Saved entries:

****

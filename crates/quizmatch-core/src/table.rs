//! Delimited tabular artifacts: question bank, wide table, mapping, graded table.
//!
//! Headers are written in a fixed order so downstream tools can rely on them.

use std::io::{Read, Write};
use std::path::Path;

use anyhow::{Context, Result};
use serde::de::DeserializeOwned;
use serde::Serialize;

use crate::error::PipelineError;
use crate::model::{GradedAnswer, MappingRow, OptionLabel, QuestionResponse, WideQuestion};
use crate::pivot::OptionSchema;

/// Serialize rows as CSV with a header derived from `T`'s field order.
pub fn write_rows<T: Serialize, W: Write>(writer: W, rows: &[T]) -> Result<()> {
    let mut csv_writer = csv::Writer::from_writer(writer);
    for row in rows {
        csv_writer.serialize(row).context("failed to serialize row")?;
    }
    csv_writer.flush()?;
    Ok(())
}

/// Deserialize CSV rows into `T`.
pub fn read_rows<T: DeserializeOwned, R: Read>(reader: R) -> Result<Vec<T>> {
    let mut csv_reader = csv::Reader::from_reader(reader);
    csv_reader
        .deserialize()
        .enumerate()
        .map(|(i, row)| row.with_context(|| format!("invalid row {}", i + 2)))
        .collect()
}

fn create(path: &Path) -> Result<std::fs::File> {
    if let Some(parent) = path.parent() {
        std::fs::create_dir_all(parent)?;
    }
    std::fs::File::create(path).with_context(|| format!("failed to create {}", path.display()))
}

fn open(path: &Path) -> Result<std::fs::File> {
    std::fs::File::open(path).with_context(|| format!("failed to open {}", path.display()))
}

pub fn write_question_bank(path: &Path, rows: &[QuestionResponse]) -> Result<()> {
    write_rows(create(path)?, rows)
        .with_context(|| format!("failed to write question bank to {}", path.display()))
}

pub fn read_question_bank(path: &Path) -> Result<Vec<QuestionResponse>> {
    read_rows(open(path)?)
        .with_context(|| format!("failed to read question bank from {}", path.display()))
}

pub fn write_mapping(path: &Path, rows: &[MappingRow]) -> Result<()> {
    write_rows(create(path)?, rows)
        .with_context(|| format!("failed to write mapping to {}", path.display()))
}

pub fn write_graded(path: &Path, rows: &[GradedAnswer]) -> Result<()> {
    write_rows(create(path)?, rows)
        .with_context(|| format!("failed to write graded table to {}", path.display()))
}

pub fn read_graded(path: &Path) -> Result<Vec<GradedAnswer>> {
    read_rows(open(path)?)
        .with_context(|| format!("failed to read graded table from {}", path.display()))
}

/// Header of the wide table for a schema:
/// `question_id,question_text,option_A..option_N,correct_label`.
pub fn wide_header(schema: &OptionSchema) -> Vec<String> {
    let mut header = vec!["question_id".to_string(), "question_text".to_string()];
    header.extend(schema.labels().map(|l| format!("option_{l}")));
    header.push("correct_label".to_string());
    header
}

pub fn write_wide_table<W: Write>(
    writer: W,
    questions: &[WideQuestion],
    schema: &OptionSchema,
) -> Result<()> {
    let mut csv_writer = csv::Writer::from_writer(writer);
    csv_writer.write_record(wide_header(schema))?;
    for q in questions {
        let mut record = vec![q.question_id.clone(), q.question_text.clone()];
        record.extend(
            (0..schema.option_count).map(|i| q.options.get(i).cloned().unwrap_or_default()),
        );
        record.push(q.correct_label.to_string());
        csv_writer.write_record(&record)?;
    }
    csv_writer.flush()?;
    Ok(())
}

/// Read a wide table. Option columns are discovered from the header, so a
/// table written with any schema reads back with its own option count.
pub fn read_wide_table<R: Read>(reader: R) -> Result<Vec<WideQuestion>> {
    let mut csv_reader = csv::ReaderBuilder::new().flexible(true).from_reader(reader);
    let headers = csv_reader.headers()?.clone();

    let column = |name: &str| -> Result<usize> {
        headers
            .iter()
            .position(|h| h.trim() == name)
            .ok_or_else(|| {
                PipelineError::MissingColumn {
                    artifact: "wide table".into(),
                    column: name.into(),
                }
                .into()
            })
    };
    let id_col = column("question_id")?;
    let text_col = column("question_text")?;
    let label_col = column("correct_label")?;

    let mut option_cols: Vec<(OptionLabel, usize)> = headers
        .iter()
        .enumerate()
        .filter_map(|(i, h)| {
            let label = h.trim().strip_prefix("option_")?.parse().ok()?;
            Some((label, i))
        })
        .collect();
    option_cols.sort();
    let option_count = option_cols.last().map_or(0, |(label, _)| label.index() + 1);

    let mut questions = Vec::new();
    for (i, record) in csv_reader.records().enumerate() {
        let record = record.with_context(|| format!("invalid wide table row {}", i + 2))?;
        let cell = |c: usize| record.get(c).unwrap_or("").trim().to_string();
        let correct_label: OptionLabel = cell(label_col)
            .parse()
            .map_err(|e: String| anyhow::anyhow!("row {}: {e}", i + 2))?;
        // Options sit at their letter's position; missing letters stay empty.
        let mut options = vec![String::new(); option_count];
        for (label, c) in &option_cols {
            options[label.index()] = cell(*c);
        }
        questions.push(WideQuestion {
            question_id: cell(id_col),
            question_text: cell(text_col),
            options,
            correct_label,
        });
    }
    Ok(questions)
}

pub fn write_wide_questions(
    path: &Path,
    questions: &[WideQuestion],
    schema: &OptionSchema,
) -> Result<()> {
    write_wide_table(create(path)?, questions, schema)
        .with_context(|| format!("failed to write wide table to {}", path.display()))
}

pub fn read_wide_questions(path: &Path) -> Result<Vec<WideQuestion>> {
    read_wide_table(open(path)?)
        .with_context(|| format!("failed to read wide table from {}", path.display()))
}

#[cfg(test)]
mod tests {
    use super::*;
    use crate::model::GradeStatus;

    fn sample_question() -> WideQuestion {
        WideQuestion {
            question_id: "q1".into(),
            question_text: "Pick, \"carefully\"".into(),
            options: vec!["a".into(), "b".into(), "c".into(), String::new()],
            correct_label: "C".parse().unwrap(),
        }
    }

    #[test]
    fn question_bank_header_and_flags() {
        let rows = vec![
            QuestionResponse::stem("q1", "Stem"),
            QuestionResponse::response("q1", "r1", "yes", true),
            QuestionResponse::response("q1", "r2", "no", false),
        ];
        let mut buf = Vec::new();
        write_rows(&mut buf, &rows).unwrap();
        let text = String::from_utf8(buf.clone()).unwrap();
        let mut lines = text.lines();
        assert_eq!(lines.next(), Some("question_id,response_id,text,is_correct"));
        assert_eq!(lines.next(), Some("q1,,Stem,0"));
        assert_eq!(lines.next(), Some("q1,r1,yes,1"));

        let back: Vec<QuestionResponse> = read_rows(buf.as_slice()).unwrap();
        assert_eq!(back, rows);
    }

    #[test]
    fn wide_table_header_is_stable() {
        let mut buf = Vec::new();
        write_wide_table(&mut buf, &[sample_question()], &OptionSchema::default()).unwrap();
        let text = String::from_utf8(buf.clone()).unwrap();
        assert!(text.starts_with(
            "question_id,question_text,option_A,option_B,option_C,option_D,correct_label\n"
        ));

        let back = read_wide_table(buf.as_slice()).unwrap();
        assert_eq!(back, vec![sample_question()]);
    }

    #[test]
    fn wide_table_options_follow_header_letters() {
        let text = "question_id,question_text,option_A,option_C,correct_label\nq1,Pick,yes,maybe,C\n";
        let back = read_wide_table(text.as_bytes()).unwrap();
        assert_eq!(back[0].options, vec!["yes", "", "maybe"]);
        assert_eq!(back[0].correct_text(), Some("maybe"));
    }

    #[test]
    fn wide_table_requires_columns() {
        let err = read_wide_table("question_id,option_A\nq1,a\n".as_bytes()).unwrap_err();
        assert!(err.to_string().contains("question_text"));
    }

    #[test]
    fn graded_table_columns() {
        let rows = vec![GradedAnswer {
            student_id: "s1".into(),
            question_id: None,
            selected_label: None,
            is_correct: None,
            status: GradeStatus::NoMatch,
            match_score: 0.42,
            reference: "Q?".into(),
            student_name: "Ann".into(),
            section: Some("Period 2".into()),
            reported_score: None,
        }];
        let mut buf = Vec::new();
        write_rows(&mut buf, &rows).unwrap();
        let text = String::from_utf8(buf.clone()).unwrap();
        let mut lines = text.lines();
        assert_eq!(
            lines.next(),
            Some("student_id,question_id,selected_label,is_correct,status,match_score,reference,student_name,section,reported_score")
        );
        assert_eq!(lines.next(), Some("s1,,,,ungraded: no match,0.42,Q?,Ann,Period 2,"));

        let back: Vec<GradedAnswer> = read_rows(buf.as_slice()).unwrap();
        assert_eq!(back, rows);
    }

    #[test]
    fn files_are_written_under_missing_dirs() {
        let dir = tempfile::tempdir().unwrap();
        let path = dir.path().join("nested/out/questions_wide.csv");
        write_wide_questions(&path, &[sample_question()], &OptionSchema::default()).unwrap();
        let back = read_wide_questions(&path).unwrap();
        assert_eq!(back[0].correct_label.to_string(), "C");
    }
}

****

Show, from the records above, every line that includes "lines".

● SOLUTION TO THE PROBLEM:
        let mut lines = text.lines();
        assert_eq!(lines.next(), Some("question_id,response_id,text,is_correct"));
        assert_eq!(lines.next(), Some("q1,,Stem,0"));
        assert_eq!(lines.next(), Some("q1,r1,yes,1"));
        let mut lines = text.lines();
            lines.next(),
        assert_eq!(lines.next(), Some("s1,,,,ungraded: no match,0.42,Q?,Ann,Period 2,"));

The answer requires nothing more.